- TASK
Every entry below, first to last, should be restated word for word.

---------- INPUT RECORDS ----------

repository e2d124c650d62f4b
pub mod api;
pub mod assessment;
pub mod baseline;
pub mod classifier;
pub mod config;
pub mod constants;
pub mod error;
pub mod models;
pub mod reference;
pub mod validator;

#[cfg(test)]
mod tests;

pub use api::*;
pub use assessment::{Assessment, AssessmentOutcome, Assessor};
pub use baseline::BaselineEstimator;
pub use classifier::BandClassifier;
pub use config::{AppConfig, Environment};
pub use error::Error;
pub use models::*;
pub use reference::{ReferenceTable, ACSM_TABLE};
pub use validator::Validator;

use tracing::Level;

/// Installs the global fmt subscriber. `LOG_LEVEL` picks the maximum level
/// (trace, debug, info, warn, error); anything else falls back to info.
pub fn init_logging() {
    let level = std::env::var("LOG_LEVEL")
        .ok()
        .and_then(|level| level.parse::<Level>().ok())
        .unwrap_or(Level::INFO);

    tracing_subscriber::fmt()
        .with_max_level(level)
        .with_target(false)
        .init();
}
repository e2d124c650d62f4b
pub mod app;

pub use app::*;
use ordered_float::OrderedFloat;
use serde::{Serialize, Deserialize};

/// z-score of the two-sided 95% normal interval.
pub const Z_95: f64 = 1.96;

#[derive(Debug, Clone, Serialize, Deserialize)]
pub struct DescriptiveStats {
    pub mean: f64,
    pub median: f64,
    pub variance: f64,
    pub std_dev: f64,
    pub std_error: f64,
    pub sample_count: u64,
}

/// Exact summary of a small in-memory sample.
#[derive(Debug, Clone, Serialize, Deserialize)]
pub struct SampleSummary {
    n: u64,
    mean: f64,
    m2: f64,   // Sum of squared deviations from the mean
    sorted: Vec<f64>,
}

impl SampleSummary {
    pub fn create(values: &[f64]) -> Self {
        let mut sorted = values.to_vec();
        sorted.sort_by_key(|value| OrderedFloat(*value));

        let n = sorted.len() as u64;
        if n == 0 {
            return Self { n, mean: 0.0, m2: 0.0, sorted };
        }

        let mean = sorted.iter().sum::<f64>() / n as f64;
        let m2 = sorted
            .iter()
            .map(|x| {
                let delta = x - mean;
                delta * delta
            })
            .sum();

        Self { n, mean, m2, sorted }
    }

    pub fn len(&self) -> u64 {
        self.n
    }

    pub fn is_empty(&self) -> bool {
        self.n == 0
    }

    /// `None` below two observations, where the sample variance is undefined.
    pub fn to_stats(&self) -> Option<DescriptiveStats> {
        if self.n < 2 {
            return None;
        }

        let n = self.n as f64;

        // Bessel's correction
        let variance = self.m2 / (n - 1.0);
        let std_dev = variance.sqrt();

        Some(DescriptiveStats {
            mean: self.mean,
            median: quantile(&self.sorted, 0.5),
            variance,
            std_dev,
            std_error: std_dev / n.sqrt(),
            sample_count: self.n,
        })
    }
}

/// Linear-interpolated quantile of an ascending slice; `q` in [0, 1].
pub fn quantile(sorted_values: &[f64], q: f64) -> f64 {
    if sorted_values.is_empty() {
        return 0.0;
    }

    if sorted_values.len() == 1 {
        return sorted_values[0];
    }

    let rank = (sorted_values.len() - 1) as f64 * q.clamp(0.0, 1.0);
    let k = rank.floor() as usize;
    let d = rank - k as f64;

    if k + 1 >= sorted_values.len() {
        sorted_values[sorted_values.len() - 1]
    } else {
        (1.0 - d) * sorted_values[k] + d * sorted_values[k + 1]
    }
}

----------

- OUTPUT FOR THIS EXERCISE
repository e2d124c650d62f4b
pub mod api;
pub mod assessment;
pub mod baseline;
pub mod classifier;
pub mod config;
pub mod constants;
pub mod error;
pub mod models;
pub mod reference;
pub mod validator;

#[cfg(test)]
mod tests;

pub use api::*;
pub use assessment::{Assessment, AssessmentOutcome, Assessor};
pub use baseline::BaselineEstimator;
pub use classifier::BandClassifier;
pub use config::{AppConfig, Environment};
pub use error::Error;
pub use models::*;
pub use reference::{ReferenceTable, ACSM_TABLE};
pub use validator::Validator;

use tracing::Level;

/// Installs the global fmt subscriber. `LOG_LEVEL` picks the maximum level
/// (trace, debug, info, warn, error); anything else falls back to info.
pub fn init_logging() {
    let level = std::env::var("LOG_LEVEL")
        .ok()
        .and_then(|level| level.parse::<Level>().ok())
        .unwrap_or(Level::INFO);

    tracing_subscriber::fmt()
        .with_max_level(level)
        .with_target(false)
        .init();
}
repository e2d124c650d62f4b
pub mod app;

pub use app::*;
use ordered_float::OrderedFloat;
use serde::{Serialize, Deserialize};

/// z-score of the two-sided 95% normal interval.
pub const Z_95: f64 = 1.96;

#[derive(Debug, Clone, Serialize, Deserialize)]
pub struct DescriptiveStats {
    pub mean: f64,
    pub median: f64,
    pub variance: f64,
    pub std_dev: f64,
    pub std_error: f64,
    pub sample_count: u64,
}

/// Exact summary of a small in-memory sample.
#[derive(Debug, Clone, Serialize, Deserialize)]
pub struct SampleSummary {
    n: u64,
    mean: f64,
    m2: f64,   // Sum of squared deviations from the mean
    sorted: Vec<f64>,
}

impl SampleSummary {
    pub fn create(values: &[f64]) -> Self {
        let mut sorted = values.to_vec();
        sorted.sort_by_key(|value| OrderedFloat(*value));

        let n = sorted.len() as u64;
        if n == 0 {
            return Self { n, mean: 0.0, m2: 0.0, sorted };
        }

        let mean = sorted.iter().sum::<f64>() / n as f64;
        let m2 = sorted
            .iter()
            .map(|x| {
                let delta = x - mean;
                delta * delta
            })
            .sum();

        Self { n, mean, m2, sorted }
    }

    pub fn len(&self) -> u64 {
        self.n
    }

    pub fn is_empty(&self) -> bool {
        self.n == 0
    }

    /// `None` below two observations, where the sample variance is undefined.
    pub fn to_stats(&self) -> Option<DescriptiveStats> {
        if self.n < 2 {
            return None;
        }

        let n = self.n as f64;

        // Bessel's correction
        let variance = self.m2 / (n - 1.0);
        let std_dev = variance.sqrt();

        Some(DescriptiveStats {
            mean: self.mean,
            median: quantile(&self.sorted, 0.5),
            variance,
            std_dev,
            std_error: std_dev / n.sqrt(),
            sample_count: self.n,
        })
    }
}

/// Linear-interpolated quantile of an ascending slice; `q` in [0, 1].
pub fn quantile(sorted_values: &[f64], q: f64) -> f64 {
    if sorted_values.is_empty() {
        return 0.0;
    }

    if sorted_values.len() == 1 {
        return sorted_values[0];
    }

    let rank = (sorted_values.len() - 1) as f64 * q.clamp(0.0, 1.0);
    let k = rank.floor() as usize;
    let d = rank - k as f64;

    if k + 1 >= sorted_values.len() {
        sorted_values[sorted_values.len() - 1]
    } else {
        (1.0 - d) * sorted_values[k] + d * sorted_values[k + 1]
    }
}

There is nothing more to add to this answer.